The real argument is that Europe's "non-ethnic" population (i.e., Caucasian and Christian) is rapidly declining. That is unquestionable. Because ageing societies tend to make fewer children, this is becoming a vicious loop that very soon will be impossible to reverse. If one excluses immigration, the population of European countries will collapse. The projections are (as quoted in the book) that by 2050 France will have 55 million people, Britain 45, Germany 61, Italy 37, Spain 28. Russia will decline 22%, Ukraine 43%. At the same time the population of Europe's neighbors (North Africa and the Middle East) will boom: Egypt 114 million, Turkey 100 million, Algeria 45 million, Morocco 45 million. A country such as Pakistan will have more people than the entire European Union A small country such as Yemen will have as many people as Russia, the largest country in the world. Barring the creation of a colossal wall encircling Europe on all sides, this demographic imbalance will certainly affect immigration. A vast underpopulated continent with a high living standard is an obvious magnet for poor immigrants of nearby overpopulated regions. The imbalance will just become too great: on one hand an underpopulated and extremely wealthy Europe; on the other hand an overpopulated and extremely poor North Africa and Middle East. Legally or illegally, a transfusion of people will be inevitable.

Laqueur does not emphasize that today's immigration moves only one way: not many Europeans emigrate to North Africa or the Middle East. Therefore those societies are not only growing rapidly but are also remaining ethnically "pure". In 2050 France will have 55 million people of which only half will be Caucasians and Christians, whereas Egypt will have 114 million people almost all of which will be Arabs and Muslims. The European societies are not only shrinking: they are also becoming much more divided.

It may not be peaceful. Laqueur does not mention the fact that, presumably, the declining population will also have a military effect. There is a limit to how much technology can compensate for bodies. If the ageing societies of Europe are not able to field more than a few hundred thousand soldiers and Egypt or even Yemen can easily field a lot more, the deterrence of weapons of mass destruction may not be effective anymore. First of all, countries with 100 million people are more willing to sacrifice one million people than countries with only 10 million people. And, secondly, a nuclear power could not nuke itself when millions of foreign soldiers invade it. Finding pretexts to go to war is a human specialty. Once the balance of power is tilted so dramatically by demographics, it will not be difficult for the countries of North Africa and the Middle East to find a perfectly valid excuse to launch an invasion of Europe. Another factor will make it even easier (and probably less bloody that it looks on paper): by then the very population of Europe will mostly consist of descendants of immigrants, who are unlikely to fight against their cousins coming from the original homelands of their ancestors. Mutatis mutandis, it will be Stilicho all over again (the "Roman" general who was actually a Goth and a friend of the Gothic general Alaric who was attacking the Roman empire). The European army of 2050, counting on relatively few soldiers and burdened by a not-too-patriotic ethnic mix, will not be a match for the large nationalistic homogeneous armies of North Africa and the Middle East.

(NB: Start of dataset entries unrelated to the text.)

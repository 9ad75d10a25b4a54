// ============================================================
// Layer 3 — Core Traits
// ============================================================
// The application layer only talks to these abstractions.
//
// Implementations:
//   ReviewSource       → ImdbLoader (extracted aclImdb directory)
//   SentimentClassifier → Inferencer (trained stacked LSTM)

use anyhow::Result;

use crate::domain::review::{Review, Sentiment};

/// Which half of a labelled corpus to read.
#[derive(Debug, Clone, Copy, PartialEq, Eq)]
pub enum Split {
    Train,
    Test,
}

impl Split {
    pub fn dir_name(self) -> &'static str {
        match self {
            Split::Train => "train",
            Split::Test  => "test",
        }
    }
}

/// Anything that can produce labelled reviews for a split.
pub trait ReviewSource {
    fn load(&self, split: Split) -> Result<Vec<Review>>;
}

/// Anything that can label free text with a sentiment.
pub trait SentimentClassifier {
    /// Returns the predicted sentiment and its probability.
    fn classify(&self, text: &str) -> Result<(Sentiment, f32)>;
}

Laqueur's book examines these and some other issues but, despite the title, is more focused on the past and the present than on the future. His analysis of the problems of France, Britain and Germany will age quickly as the three countries each entered a new age after elections that changed and rejuvinated their leadership. He should have stuck to his demographic argument, the one that no political change will easily rectify.